Message-ID: <4434@internal.Apple.COM>
Date: 28 Sep 89 16:00:06 GMT
Sender: usenet@Apple.COM
Distribution: na
Organization: Apple Computer, Inc.
Lines: 57
References:<4345@internal.Apple.COM> <1728@neoucom.UUCP> <9690@chinet.chi.il.us>

In article <9690@chinet.chi.il.us> henry@chinet.chi.il.us (Henry C. 
Schmitt) writes:
> Since I am currently in a graduate course in algorithms and we are
> currently doing (you guessed it) string searching, I recommend the
> Boyer-Moore algorithm.  It has the interesting property of working
> faster the longer the substring is!

> [ Interesting Runga-Kutta Hashing (it's a *joke*) algorithm deleted ]

Comment on algorithm:  Sure seems to call the len() function quite a bit, 
which is a rather expensive operation on C strings, esp when searching 
long blocks.  (This analysis may not be correct)

> [H3nry then recommends a good book for us to read ]

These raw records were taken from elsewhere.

//! # KRODE Chat Session
//!
//! File: cli/src/commands/chat/session.rs
//!
//! ## Overview
//!
//! `ChatSession` is the terminal counterpart of the website chat widget. It
//! owns the caller-side duties around the responder:
//! - blank messages are dropped before the responder is called
//! - a cosmetic typing delay is waited out before the reply is delivered
//! - the delay can be cancelled, in which case no reply is recorded
//! - user and bot messages are kept in an in-memory transcript
//!
//! The responder itself stays synchronous; only the delay is async.
//!
//! ## Examples
//!
//! ```rust
//! let mut session = ChatSession::new(rules, TypingDelay::from_config(&cfg.chat));
//! match session.send("On esteu ubicats?", std::future::pending()).await {
//!     SendOutcome::Replied(msg) => println!("{}", msg.text),
//!     SendOutcome::Ignored | SendOutcome::Cancelled => {}
//! }
//! ```
//!
use crate::core::config::ChatConfig;
use crate::core::rules::{Category, RuleTable};
use chrono::{DateTime, Local};
use rand::Rng;
use std::future::Future;
use std::sync::Arc;
use std::time::Duration;
use tracing::{debug, info};

/// Who wrote a transcript entry.
#[derive(Debug, Clone, Copy, PartialEq, Eq)]
pub enum Sender {
    User,
    Bot,
}

/// One transcript entry.
#[derive(Debug, Clone, PartialEq)]
pub struct ChatMessage {
    pub sender: Sender,
    pub text: String,
    /// Matched category, for bot replies.
    pub category: Option<Category>,
    pub at: DateTime<Local>,
}

/// Result of [`ChatSession::send`].
#[derive(Debug, Clone, PartialEq)]
pub enum SendOutcome {
    /// The message was blank; nothing was sent.
    Ignored,
    /// The bot replied after the typing delay.
    Replied(ChatMessage),
    /// The session was cancelled while the reply was pending.
    Cancelled,
}

/// Bounds of the simulated typing delay. Each reply waits a duration drawn
/// uniformly from `[min, max]`.
#[derive(Debug, Clone, Copy, PartialEq, Eq)]
pub struct TypingDelay {
    min: Duration,
    max: Duration,
}

impl TypingDelay {
    /// Bounds are swapped if given in the wrong order.
    pub fn new(min: Duration, max: Duration) -> Self {
        if min <= max {
            Self { min, max }
        } else {
            Self { min: max, max: min }
        }
    }

    pub fn none() -> Self {
        Self::new(Duration::ZERO, Duration::ZERO)
    }

    pub fn is_none(&self) -> bool {
        self.max.is_zero()
    }

    pub fn from_config(chat: &ChatConfig) -> Self {
        Self::new(
            Duration::from_millis(chat.min_delay_ms),
            Duration::from_millis(chat.max_delay_ms),
        )
    }

    pub fn sample(&self) -> Duration {
        if self.min == self.max {
            return self.min;
        }
        let min_ms = self.min.as_millis() as u64;
        let max_ms = self.max.as_millis() as u64;
        Duration::from_millis(rand::thread_rng().gen_range(min_ms..=max_ms))
    }
}

/// A single interactive conversation.
pub struct ChatSession {
    rules: Arc<RuleTable>,
    delay: TypingDelay,
    transcript: Vec<ChatMessage>,
}

impl ChatSession {
    pub fn new(rules: Arc<RuleTable>, delay: TypingDelay) -> Self {
        Self {
            rules,
            delay,
            transcript: Vec::new(),
        }
    }

    /// Sends `text` and waits for the reply.
    ///
    /// Blank text is ignored without calling the responder. Otherwise the
    /// user message is recorded, the typing delay runs, and the reply is
    /// recorded and returned, unless `cancel` completes first.
    pub async fn send<F>(&mut self, text: &str, cancel: F) -> SendOutcome
    where
        F: Future<Output = ()>,
    {
        let text = text.trim();
        if text.is_empty() {
            debug!("Ignoring blank message");
            return SendOutcome::Ignored;
        }

        self.transcript.push(ChatMessage {
            sender: Sender::User,
            text: text.to_string(),
            category: None,
            at: Local::now(),
        });

        let rule = self.rules.classify(text);
        let reply = ChatMessage {
            sender: Sender::Bot,
            text: rule.template().to_string(),
            category: Some(rule.category()),
            at: Local::now(),
        };

        let wait = self.delay.sample();
        debug!("Typing delay: {:?}", wait);
        tokio::select! {
            biased;
            _ = cancel => {
                info!("Pending reply cancelled");
                return SendOutcome::Cancelled;
            }
            _ = tokio::time::sleep(wait) => {}
        }

        let reply = ChatMessage {
            at: Local::now(),
            ..reply
        };
        self.transcript.push(reply.clone());
        SendOutcome::Replied(reply)
    }

    pub fn transcript(&self) -> &[ChatMessage] {
        &self.transcript
    }
}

I'd like to add in here that when adapting algorithms such as this from CS 
books, Knuth or what have you, that one should use the Script Manager 
where applicable.   Also, be wary of "clever" algorithms that take 
advantage of assuming ASCII, or those that by their cleverness introduce 
overhead when combined with the Script Manager.  Let us examine this 
algorithm in this light:

For example, string search and other similar operations should always use 
ParseTable() or CharByte() when comparing and dividing characters.  It's 
not a good idea to assume one byte per char.  In fact, one can't really 
assume that a random run of bytes being in the middle of a block of bytes 
even is aligned on "character" boundries without calling CharByte() on the 
first one to make sure.

I believe a final sanity check after you "think" you've found the 
substring you want with a call to CharByte() is the only addition needed 
for this particular algorithm.  Of course, one would need to implement it 
in a way such that if the sanity check failed, one would continue the 
search.  I'll add that since CharByte() can end up doing some scanning 
(depends on the particular Script System which is active)  of it's own, 
you might wish to just use ParseTable() or CharByte()from the start and 
convert to a more "boring" algorithm.  Left as an exercise for the reader. 
(Gosh, I've always wanted to say that!)

I'd recommend that people pick up the latest Script Manager chapter, which 
I believe was distributed with the Tech Notes some months back and is 
probably available from APDA.  (Mark?  Is this true?)  More interesting 
and useful routines.  

Also, for all of you people who've got it in your head to make the next 
great compiler or scripting language or what have you, be sure to take a 
look at the IntlTokenize() routine, which does much of the hard work for 
you, in a Script Manager compatible way.  A fun routines to call, everyone 
should run out and call it today.

p.s.  No, I'm not in the International Group here.

 Tom Dowdy                 Internet:  dowdy@apple.COM
 Apple Computer MS:27AJ    UUCP:      {sun,voder,amdahl,decwrl}!apple!dowdy
 20525 Mariani Ave         AppleLink: DOWDY1
 Cupertino, CA 95014       
 "The 'Ooh-Ah' Bird is so called because it lays square eggs."